VLMs often have custom generators for image formatting:

```swift
// Qwen2VL uses specific format for images
let generator = Qwen2VLMessageGenerator()
```

## StreamingDetokenizer

Convert tokens to text incrementally during generation:

```swift
public protocol StreamingDetokenizer: IteratorProtocol<String> {
    mutating func append(token: Int)
}
```

### Usage

```swift
var detokenizer = NaiveStreamingDetokenizer(tokenizer: tokenizer)

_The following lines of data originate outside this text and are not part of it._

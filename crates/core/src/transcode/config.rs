//! Configuration for the segmenter.

use serde::{Deserialize, Serialize};
use std::path::PathBuf;

use super::probe::ffprobe_for;

/// Settings for the ffmpeg-based segmenter.
#[derive(Debug, Clone, PartialEq, Serialize, Deserialize)]
pub struct EncoderConfig {
    /// Path to ffmpeg binary.
    #[serde(default = "default_ffmpeg_path")]
    pub ffmpeg_path: PathBuf,

    /// Path to ffprobe binary. Derived from `ffmpeg_path` when unset.
    #[serde(default)]
    pub ffprobe_path: Option<PathBuf>,

    /// FFmpeg log level (quiet, panic, fatal, error, warning, info, verbose, debug, trace).
    #[serde(default = "default_log_level")]
    pub log_level: String,

    /// x264 preset.
    #[serde(default = "default_video_preset")]
    pub video_preset: String,

    /// Capacity of the segment notification channel.
    #[serde(default = "default_segment_buffer")]
    pub segment_buffer: usize,
}

fn default_ffmpeg_path() -> PathBuf {
    PathBuf::from("ffmpeg")
}

fn default_log_level() -> String {
    "warning".to_string()
}

fn default_video_preset() -> String {
    "faster".to_string()
}

fn default_segment_buffer() -> usize {
    8
}

impl Default for EncoderConfig {
    fn default() -> Self {
        Self {
            ffmpeg_path: default_ffmpeg_path(),
            ffprobe_path: None,
            log_level: default_log_level(),
            video_preset: default_video_preset(),
            segment_buffer: default_segment_buffer(),
        }
    }
}

impl EncoderConfig {
    /// Creates a config for the given ffmpeg binary.
    pub fn with_ffmpeg(ffmpeg_path: impl Into<PathBuf>) -> Self {
        Self {
            ffmpeg_path: ffmpeg_path.into(),
            ..Default::default()
        }
    }

    /// Sets an explicit ffprobe binary.
    pub fn with_ffprobe(mut self, ffprobe_path: impl Into<PathBuf>) -> Self {
        self.ffprobe_path = Some(ffprobe_path.into());
        self
    }

    /// Sets the notification channel capacity.
    pub fn with_segment_buffer(mut self, capacity: usize) -> Self {
        self.segment_buffer = capacity;
        self
    }

    /// The ffprobe binary to use.
    pub fn resolved_ffprobe_path(&self) -> PathBuf {
        self.ffprobe_path
            .clone()
            .unwrap_or_else(|| ffprobe_for(&self.ffmpeg_path))
    }
}
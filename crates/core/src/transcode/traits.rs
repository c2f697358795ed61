//! Trait definitions for the transcode module.

use async_trait::async_trait;
use std::path::Path;
use tokio_util::sync::CancellationToken;

use super::error::{ProbeError, TranscodeError};
use super::segmenter::SegmentStream;
use super::types::{PixelFormat, TranscodeConfig};

/// Read-only inspection of input media.
#[async_trait]
pub trait FormatProber: Send + Sync {
    /// Returns the pixel format of the first video stream.
    async fn pixel_format(
        &self,
        cancel: &CancellationToken,
        input: &Path,
    ) -> Result<PixelFormat, ProbeError>;
}

/// Receives the encoder's diagnostic output, one line at a time.
pub trait DiagnosticSink: Send + Sync {
    fn line(&self, line: &str);
}

/// Something that can start a segmented transcode.
#[async_trait]
pub trait Transcoder: Send + Sync {
    /// Returns the name of this implementation.
    fn name(&self) -> &str;

    /// Starts encoding and hands back the segment stream as soon as the
    /// encoder is running. Only configuration and start-up failures are
    /// returned here; the outcome of the run is read from the stream.
    async fn transcode(
        &self,
        cancel: CancellationToken,
        config: TranscodeConfig,
    ) -> Result<SegmentStream, TranscodeError>;
}
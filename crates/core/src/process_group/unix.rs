use std::io;
use tokio::process::Command;

use super::{KillError, KillScope};

pub(super) fn configure(cmd: &mut Command) {
    // pgid == pid of the spawned process
    cmd.process_group(0);
}

pub(super) fn kill(pid: u32, exited: bool) -> Result<KillScope, KillError> {
    let raw_pid = pid as libc::pid_t;

    // SAFETY: getpgid only reads kernel state for the given pid.
    let pgid = unsafe { libc::getpgid(raw_pid) };

    if pgid < 0 {
        let err = io::Error::last_os_error();

        if exited {
            // The leader is reaped but the group it created may still have
            // members. A pid is never reused while its group exists.
            tracing::debug!(pid, "Leader already reaped, sweeping its process group");
            return signal_group(pid, raw_pid).map(|_| KillScope::Group);
        }

        tracing::warn!(pid, error = %err, "Could not get process group id, killing process only");
        return signal_process(pid, raw_pid).map(|_| KillScope::Process);
    }

    if pgid != raw_pid {
        // Not a group leader: signalling its group could hit unrelated
        // processes, including this one.
        tracing::warn!(pid, pgid, "Process does not lead its group, killing process only");
        return signal_process(pid, raw_pid).map(|_| KillScope::Process);
    }

    signal_group(pid, pgid).map(|_| KillScope::Group)
}

fn signal_group(pid: u32, pgid: libc::pid_t) -> Result<(), KillError> {
    tracing::debug!(pid, pgid, "Killing process group");
    // SAFETY: plain syscall, a negated pid addresses the whole group.
    let rc = unsafe { libc::kill(-pgid, libc::SIGKILL) };
    check(pid, rc)
}

fn signal_process(pid: u32, raw_pid: libc::pid_t) -> Result<(), KillError> {
    // SAFETY: plain syscall on a single pid.
    let rc = unsafe { libc::kill(raw_pid, libc::SIGKILL) };
    check(pid, rc)
}

fn check(pid: u32, rc: libc::c_int) -> Result<(), KillError> {
    if rc == 0 {
        return Ok(());
    }

    let err = io::Error::last_os_error();
    if err.raw_os_error() == Some(libc::ESRCH) {
        // Already gone
        return Ok(());
    }

    Err(KillError::Signal { pid, source: err })
}
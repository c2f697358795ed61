//! Default diagnostic sink.

use super::traits::DiagnosticSink;

/// Re-emits encoder diagnostics as tracing warnings.
///
/// The encoder runs at `-loglevel warning` by default, so anything it prints
/// on stderr is worth surfacing at that level.
#[derive(Debug, Clone, Copy, Default)]
pub struct TracingSink;

impl DiagnosticSink for TracingSink {
    fn line(&self, line: &str) {
        tracing::warn!(target: "hlsvod::encoder", "{}", line);
    }
}
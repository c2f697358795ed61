use serde::{Deserialize, Serialize};

use crate::transcode::{EncoderConfig, TranscodeConfig};

/// Root configuration
#[derive(Debug, Clone, Deserialize, Serialize)]
pub struct Config {
    #[serde(default)]
    pub encoder: EncoderConfig,
    /// The transcode to run
    pub job: TranscodeConfig,
}
pub mod config;
pub mod process_group;
pub mod testing;
pub mod transcode;

pub use config::{load_config, load_config_from_str, validate_config, Config, ConfigError};
pub use process_group::{KillError, ProcessGroup};
pub use transcode::{
    transcode_segments, AudioProfile, EncoderConfig, FfmpegSegmenter, SegmentNotification,
    SegmentStream, TranscodeConfig, TranscodeError, TranscodeState, Transcoder, VideoProfile,
};
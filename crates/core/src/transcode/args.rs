//! Encoder command line construction.

use std::path::Path;
use tokio_util::sync::CancellationToken;

use super::config::EncoderConfig;
use super::error::TranscodeError;
use super::profile::H264Profile;
use super::traits::FormatProber;
use super::types::{format_time, TranscodeConfig};

/// Tolerance, in seconds, when matching split points to keyframes.
const SEGMENT_TIME_DELTA: &str = "0.2";

/// H.264 level for every video rendition.
const H264_LEVEL: &str = "4.0";

/// Builds the ffmpeg arguments for one segmented transcode.
///
/// Keyframes are forced at exactly the same timestamps the segment muxer
/// splits on, otherwise segments would not start on a keyframe.
pub fn build_args(
    settings: &EncoderConfig,
    config: &TranscodeConfig,
    profile: H264Profile,
) -> Result<Vec<String>, TranscodeError> {
    let boundaries = config.boundaries()?;

    let mut args = vec!["-loglevel".to_string(), settings.log_level.clone()];

    if boundaries.needs_seek() {
        args.extend(["-ss".to_string(), format_time(boundaries.start)]);
    }

    // Input specs. -copyts keeps -to relative to the original timestamps.
    args.extend([
        "-i".to_string(),
        config.input_path.to_string_lossy().to_string(),
        "-to".to_string(),
        format_time(boundaries.end),
        "-copyts".to_string(),
        "-force_key_frames".to_string(),
        boundaries.split_points.clone(),
        "-sn".to_string(),
    ]);

    if let Some(video) = &config.video {
        args.extend([
            "-vf".to_string(),
            video.scale_filter(),
            "-c:v".to_string(),
            "libx264".to_string(),
            "-preset".to_string(),
            settings.video_preset.clone(),
            "-profile:v".to_string(),
            profile.as_str().to_string(),
            "-level:v".to_string(),
            H264_LEVEL.to_string(),
            "-b:v".to_string(),
            format!("{}k", video.bitrate_kbps),
        ]);
    }

    if let Some(audio) = &config.audio {
        args.extend([
            "-c:a".to_string(),
            "aac".to_string(),
            "-b:a".to_string(),
            format!("{}k", audio.bitrate_kbps),
        ]);
    }

    // Completed segment names go to stdout, one per line.
    args.extend([
        "-f".to_string(),
        "segment".to_string(),
        "-segment_time_delta".to_string(),
        SEGMENT_TIME_DELTA.to_string(),
        "-segment_format".to_string(),
        "mpegts".to_string(),
        "-segment_times".to_string(),
        boundaries.split_points,
        "-segment_start_number".to_string(),
        config.segment_offset.to_string(),
        "-segment_list_type".to_string(),
        "flat".to_string(),
        "-segment_list".to_string(),
        "pipe:1".to_string(),
        config.output_pattern().to_string_lossy().to_string(),
    ]);

    Ok(args)
}

/// Picks the H.264 profile for the input. Probe failures fall back to the
/// default profile; they never stop the transcode.
pub async fn select_profile(
    prober: &dyn FormatProber,
    cancel: &CancellationToken,
    input: &Path,
) -> H264Profile {
    match prober.pixel_format(cancel, input).await {
        Ok(pix_fmt) => {
            let profile = H264Profile::for_format(&pix_fmt);
            tracing::info!(
                input = %input.display(),
                pix_fmt = %pix_fmt,
                profile = profile.as_str(),
                "Detected pixel format"
            );
            profile
        }
        Err(e) => {
            tracing::warn!(
                input = %input.display(),
                "Could not detect video format, using default profile: {}",
                e
            );
            H264Profile::default()
        }
    }
}
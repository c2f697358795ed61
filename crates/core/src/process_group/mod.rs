//! Process group lifecycle management.
//!
//! A process spawned through [`configure`] heads its own process group (a new
//! process group on Unix, `CREATE_NEW_PROCESS_GROUP` on Windows). Killing the
//! [`ProcessGroup`] then reaches every descendant, not just the direct child.
//!
//! The platform variant is picked at build time; nothing outside this module
//! looks at the target platform.
//!
//! # Example
//!
//! ```rust,ignore
//! use hlsvod_core::process_group::{self, ProcessGroup};
//! use tokio::process::Command;
//!
//! let mut cmd = Command::new("ffmpeg");
//! process_group::configure(&mut cmd);
//! let child = cmd.spawn()?;
//!
//! let group = ProcessGroup::from_child(&child);
//! group.kill()?;
//! group.kill()?; // no-op
//! ```

mod error;

#[cfg(unix)]
mod unix;
#[cfg(unix)]
use unix as platform;

#[cfg(windows)]
mod windows;
#[cfg(windows)]
use windows as platform;

pub use error::KillError;

use std::sync::atomic::{AtomicBool, Ordering};
use std::sync::Arc;
use tokio::process::{Child, Command};

/// Makes the command head its own process group once started.
///
/// Call this before spawning.
pub fn configure(cmd: &mut Command) {
    platform::configure(cmd);
}

/// How far a delivered kill reached.
#[derive(Debug, Clone, Copy, PartialEq, Eq)]
pub(crate) enum KillScope {
    /// Every member of the group, or the whole tree.
    Group,
    /// Only the direct process; descendants may still be alive.
    Process,
}

#[derive(Debug, Default)]
struct GroupState {
    pid: Option<u32>,
    exited: AtomicBool,
    killed: AtomicBool,
}

/// Handle to a spawned process and all of its descendants.
///
/// Cloning is cheap; every clone refers to the same group. The handle only
/// holds the identifying pid, so [`ProcessGroup::kill`] can run while another
/// task is waiting on the child.
#[derive(Debug, Clone, Default)]
pub struct ProcessGroup {
    state: Arc<GroupState>,
}

impl ProcessGroup {
    /// A group for a process that was never started. Killing it does nothing.
    pub fn unstarted() -> Self {
        Self::default()
    }

    /// Tracks a child spawned from a [`configure`]d command.
    pub fn from_child(child: &Child) -> Self {
        Self::from_pid(child.id())
    }

    pub(crate) fn from_pid(pid: Option<u32>) -> Self {
        Self {
            state: Arc::new(GroupState {
                pid,
                ..Default::default()
            }),
        }
    }

    /// Pid of the group leader, if it was started.
    pub fn pid(&self) -> Option<u32> {
        self.state.pid
    }

    /// Records that the leader has been reaped.
    pub fn mark_exited(&self) {
        self.state.exited.store(true, Ordering::SeqCst);
    }

    pub fn has_exited(&self) -> bool {
        self.state.exited.load(Ordering::SeqCst)
    }

    /// Whether a kill has already reached the whole group.
    pub fn was_killed(&self) -> bool {
        self.state.killed.load(Ordering::SeqCst)
    }

    /// Kills the whole process tree.
    ///
    /// Safe to call repeatedly, before the process started, or after it
    /// exited; those cases return `Ok(())`.
    pub fn kill(&self) -> Result<(), KillError> {
        let Some(pid) = self.state.pid else {
            return Ok(());
        };

        if self.state.killed.swap(true, Ordering::SeqCst) {
            tracing::debug!(pid, "Process group already killed");
            return Ok(());
        }

        match platform::kill(pid, self.has_exited()) {
            Ok(KillScope::Group) => Ok(()),
            Ok(KillScope::Process) => {
                // Leave the group open to a later sweep
                self.state.killed.store(false, Ordering::SeqCst);
                Ok(())
            }
            Err(e) => {
                self.state.killed.store(false, Ordering::SeqCst);
                Err(e)
            }
        }
    }
}

#[cfg(test)]
mod tests {
    use super::*;

    #[test]
    fn test_kill_unstarted_is_noop() {
        let group = ProcessGroup::unstarted();
        assert!(group.pid().is_none());
        assert!(group.kill().is_ok());
        assert!(group.kill().is_ok());
        assert!(!group.was_killed());
    }

    #[test]
    fn test_clones_share_state() {
        let group = ProcessGroup::from_pid(None);
        let clone = group.clone();
        clone.mark_exited();
        assert!(group.has_exited());
    }

    #[cfg(unix)]
    #[tokio::test]
    async fn test_kill_twice_is_ok() {
        let mut cmd = Command::new("sleep");
        cmd.arg("30");
        configure(&mut cmd);
        let mut child = cmd.spawn().unwrap();
        let group = ProcessGroup::from_child(&child);

        assert!(group.kill().is_ok());
        assert!(group.was_killed());
        assert!(group.kill().is_ok());

        let status = child.wait().await.unwrap();
        assert!(!status.success());
        group.mark_exited();
        assert!(group.kill().is_ok());
    }

    #[cfg(unix)]
    #[tokio::test]
    async fn test_process_only_kill_leaves_group_sweepable() {
        // Without configure() the child shares this process's group
        let mut child = Command::new("sleep").arg("30").spawn().unwrap();
        let group = ProcessGroup::from_child(&child);

        assert!(group.kill().is_ok());
        assert!(!group.was_killed());
        assert!(!child.wait().await.unwrap().success());

        // A later sweep still runs instead of short-circuiting
        group.mark_exited();
        assert!(group.kill().is_ok());
    }

    #[cfg(unix)]
    #[tokio::test]
    async fn test_kill_after_natural_exit() {
        let mut cmd = Command::new("true");
        configure(&mut cmd);
        let mut child = cmd.spawn().unwrap();
        let group = ProcessGroup::from_child(&child);

        assert!(child.wait().await.unwrap().success());
        group.mark_exited();

        assert!(group.kill().is_ok());
        assert!(group.kill().is_ok());
    }
}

for token in tokenIterator {
    detokenizer.append(token: token)
    if let chunk = detokenizer.next() {
        print(chunk, terminator: "")
    }
}
```

### Handling Incomplete Unicode

The detokenizer handles tokens that produce incomplete unicode:

```swift
// Returns nil if token produces incomplete character (U+FFFD)
if let chunk = detokenizer.next() {
    // Complete character(s) ready
}
// nil means waiting for more tokens
```

## Tokenizer Replacement Registry

Override tokenizer classes for compatibility:

```swift
// Built-in replacements
// "Qwen2Tokenizer" -> "PreTrainedTokenizer"
// "InternLM2Tokenizer" -> "PreTrainedTokenizer"
// etc.

// Add custom replacement
replacementTokenizers["CustomTokenizer"] = "PreTrainedTokenizer"
```

## Deprecated Patterns

### TokenIterator with prompt MLXArray

```swift
// DEPRECATED: TokenIterator with raw prompt tokens
let iterator = try TokenIterator(
    prompt: MLXArray(tokens),  // Old signature
    model: model,
    parameters: params
)

// USE INSTEAD: TokenIterator with LMInput
let input = LMInput(tokens: MLXArray(tokens))
let iterator = try TokenIterator(
    input: input,
    model: model,
    parameters: params
)

// Or better, use prepared input
let input = try await processor.prepare(input: userInput)
let iterator = try TokenIterator(
    input: input,
    model: model,
    parameters: params
)
```

The old signature is marked deprecated and will be removed. The new signature with `LMInput` properly handles multi-modal inputs and is the standard pattern.